彼女との会話
「ねえ」
彼女は僕の瞳を覗き込むようにして、口を開いた。何時ものことながら本当に人間かどうか疑わしいほどの無表情で、何を考えているのやら分からない。アンドロイドみたいだ。
何も考えていないだけかもしれないが。
でも、何となく嫌な予感がする。面倒くさい話か、長くなる話のどちらかに違いない。
また始まったよ、と嘆息したくなりながらも、そんなことはおくびにも出さず、平静を装って僕は聞き返す。
「なに?」
「私のこと、愛し」
「うん」
少しでも答えるのが遅れると厄介なことになりそうだったので、僕は即答する。
「もう。ちゃんと最後まで聞いてよ」
駄目だった。寧ろ裏目に出たようだ。
「ごめん、最後まで聞くよ。なに?」
「私のこと、愛してる?」
一緒じゃん。と思ったけど、言わなかった。
「うん」
「それはさっき聞いた」
僕もその質問、さっき聞いたけど?と言いたかったけど、呑み込んだ。
「『うん』じゃなくて、ちゃんと『愛してる』って言ってほしい」
「愛してる」
「本当に?」
ああ、予想を超えてきた。面倒くさくて長い話が始まってしまった。
「本当だよ。さあ、ご飯にしよう。早く食べないと冷めちゃうよ」
僕は手に持っているフォークとナイフを、ひらひらと振ってみせた。目の前のグリルチキンはジュウジュウいいながら、香ばしい匂いとともに湯気を立てている。
「本当に?」
イカれた機械か。
「本当だって。
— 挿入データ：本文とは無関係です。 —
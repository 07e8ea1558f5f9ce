// Type definitions for surrogate reconstruction
//
// These are the small value types shared by the reconstruction core and the
// CLI: the time grid the surrogate is evaluated over, a single reconstruction
// request, and the paired time-series output.

use ndarray::Array1;
use serde::Serialize;

use crate::error::SurrogateError;

// ============================================================================
// TIME GRID
// ============================================================================

// Evenly spaced, inclusive time grid for the surrogate pulse evaluation
//
// The HIVE pulse snapshots were written every 5 s from t=5 to t=60, so the
// default grid reproduces that range (12 points). The range is an explicit
// input rather than a literal inside the evaluation loop, so callers with
// differently sampled snapshot sets can pass their own grid.
#[derive(Debug, Clone, Copy, PartialEq)]
pub struct TimeGrid {
    // First evaluated time [s]
    pub start: f64,

    // Last evaluated time [s] (inclusive when reachable by whole steps)
    pub end: f64,

    // Spacing between evaluated times [s], must be positive
    pub step: f64,
}

impl TimeGrid {
    // Create a validated time grid
    //
    // A grid always contains at least one point (start itself), so the
    // time-series operation is never asked to produce a snapshot from an
    // empty loop.
    pub fn new(start: f64, end: f64, step: f64) -> Result<Self, SurrogateError> {
        if !step.is_finite() || step <= 0.0 {
            return Err(SurrogateError::DimensionMismatch(format!(
                "time grid step must be positive, got {step}"
            )));
        }
        if !start.is_finite() || !end.is_finite() || end < start {
            return Err(SurrogateError::DimensionMismatch(format!(
                "time grid range [{start}, {end}] is not a valid interval"
            )));
        }
        Ok(Self { start, end, step })
    }

    // Materialize the grid points: start, start+step, ... up to end inclusive
    pub fn points(&self) -> Vec<f64> {
        // Integer stepping avoids accumulating floating-point drift over
        // the grid (0.1 * 600 style errors)
        let n = ((self.end - self.start) / self.step).floor() as usize;
        (0..=n).map(|i| self.start + i as f64 * self.step).collect()
    }

    #[inline]
    pub fn len(&self) -> usize {
        ((self.end - self.start) / self.step).floor() as usize + 1
    }

    #[inline]
    pub fn is_empty(&self) -> bool {
        false // a valid grid always contains its start point
    }
}

impl Default for TimeGrid {
    // The pulse range used for training the published HIVE surrogate
    fn default() -> Self {
        Self {
            start: 5.0,
            end: 60.0,
            step: 5.0,
        }
    }
}

// ============================================================================
// RECONSTRUCTION REQUEST
// ============================================================================

// One forward pass through the surrogate
//
// `parameters` must use the same ordering the regressor saw during training;
// that ordering is a caller contract and is not validated here.
#[derive(Debug, Clone, PartialEq)]
pub struct ReconstructionRequest {
    // Physical time to reconstruct [s]
    pub time: f64,

    // Uncertain physical parameters, training order
    pub parameters: Vec<f64>,

    // Requested number of POD modes. Clamped to what the regressor and
    // basis actually provide - never an error, always a silent downgrade.
    pub num_modes: usize,
}

impl ReconstructionRequest {
    pub fn new(time: f64, parameters: Vec<f64>, num_modes: usize) -> Self {
        Self {
            time,
            parameters,
            num_modes,
        }
    }

    // Feature vector for the regressor: time first, then parameters,
    // preserving training order
    pub fn features(&self) -> Vec<f64> {
        let mut feats = Vec::with_capacity(1 + self.parameters.len());
        feats.push(self.time);
        feats.extend_from_slice(&self.parameters);
        feats
    }
}

// ============================================================================
// TIME SERIES OUTPUT
// ============================================================================

// Paired (time, reduced value) sequence plus the final full-field snapshot
//
// The scalar series drives the pulse plot; the snapshot (the last grid
// point's full-resolution field) drives the spatial view. Both come out of
// one pass over the grid.
#[derive(Debug, Clone, Serialize)]
pub struct TimeSeries {
    // Evaluated times [s]
    pub times: Vec<f64>,

    // Reduction of the reconstructed field at each time (e.g. max temperature)
    pub values: Vec<f64>,

    // Full unreduced field at the final time point
    #[serde(skip)]
    pub snapshot: Array1<f64>,
}

impl TimeSeries {
    #[inline]
    pub fn len(&self) -> usize {
        self.times.len()
    }

    #[inline]
    pub fn is_empty(&self) -> bool {
        self.times.is_empty()
    }

    // Peak of the reduced series (useful for run summaries)
    pub fn peak(&self) -> Option<(f64, f64)> {
        self.times
            .iter()
            .zip(&self.values)
            .max_by(|a, b| a.1.total_cmp(b.1))
            .map(|(t, v)| (*t, *v))
    }
}

#[cfg(test)]
mod tests {
    use super::*;

    #[test]
    fn test_default_grid_matches_pulse() {
        let grid = TimeGrid::default();
        let points = grid.points();
        assert_eq!(points.len(), 12);
        assert_eq!(points[0], 5.0);
        assert_eq!(points[11], 60.0);
        assert_eq!(points[1] - points[0], 5.0);
    }

    #[test]
    fn test_grid_rejects_bad_step() {
        assert!(TimeGrid::new(5.0, 60.0, 0.0).is_err());
        assert!(TimeGrid::new(5.0, 60.0, -5.0).is_err());
        assert!(TimeGrid::new(5.0, 60.0, f64::NAN).is_err());
    }

    #[test]
    fn test_grid_rejects_inverted_range() {
        assert!(TimeGrid::new(60.0, 5.0, 5.0).is_err());
    }

    #[test]
    fn test_degenerate_grid_is_single_point() {
        let grid = TimeGrid::new(5.0, 5.0, 5.0).unwrap();
        assert_eq!(grid.points(), vec![5.0]);
        assert_eq!(grid.len(), 1);
    }

    #[test]
    fn test_non_divisible_range_stops_before_end() {
        let grid = TimeGrid::new(0.0, 11.0, 5.0).unwrap();
        assert_eq!(grid.points(), vec![0.0, 5.0, 10.0]);
    }

    #[test]
    fn test_request_features_ordering() {
        let req = ReconstructionRequest::new(30.0, vec![1.5, 2.5], 4);
        assert_eq!(req.features(), vec![30.0, 1.5, 2.5]);
    }

    #[test]
    fn test_series_peak() {
        let series = TimeSeries {
            times: vec![5.0, 10.0, 15.0],
            values: vec![300.0, 450.0, 420.0],
            snapshot: Array1::zeros(3),
        };
        assert_eq!(series.peak(), Some((10.0, 450.0)));
    }
}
何が気に入らないの?」
「『愛してる』っていう言葉」
「え?」
言っている意味が分からない。
「現在形じゃない?」
「まあ、そうだね」
「ということは、前は愛していなかったってこと?」
もう、勘弁してほしい。
「何でそうなるのさ」
「じゃあ、愛してたの?」
「勿論、愛してたよ」
「昔から今まで、ずっと愛してる状態が続いてるってこと?」
「うん。そうだよ」
もうどうでもいいからチキンが食べたい。
「じゃあ、これから先は?」
まだ続くのかよ。
彼女の言わんとすることはもう予想できたので、先回りして言うことにした。
「愛してるよ。昔から今までずっと。それにこれからも」
「心がこもってない感じがする」
どうしろって言うんだよ。
「私は、それを一言で表現してほしいの。日本語には、ある一点から未来まで、ずっと愛している状態が継続するというような意味の言葉、無いのかな?」
「さあ。そんなピンポイントな単語無いんじゃないかな」
「じゃあ、創ってよ」
そんな無茶な、と思ったが、いい加減腹の虫が爆発しそうだったので、僕は諦めて言った。
「分かった。でも宿題にさせてよ」
「そうね。いい加減お腹も空いたし」
誰のせいだと思ってるんだよ、と心の中で独りごちながら、僕はナイフでチキンを一口サイズに切ってフォークに刺し、口の中に押し込んだ。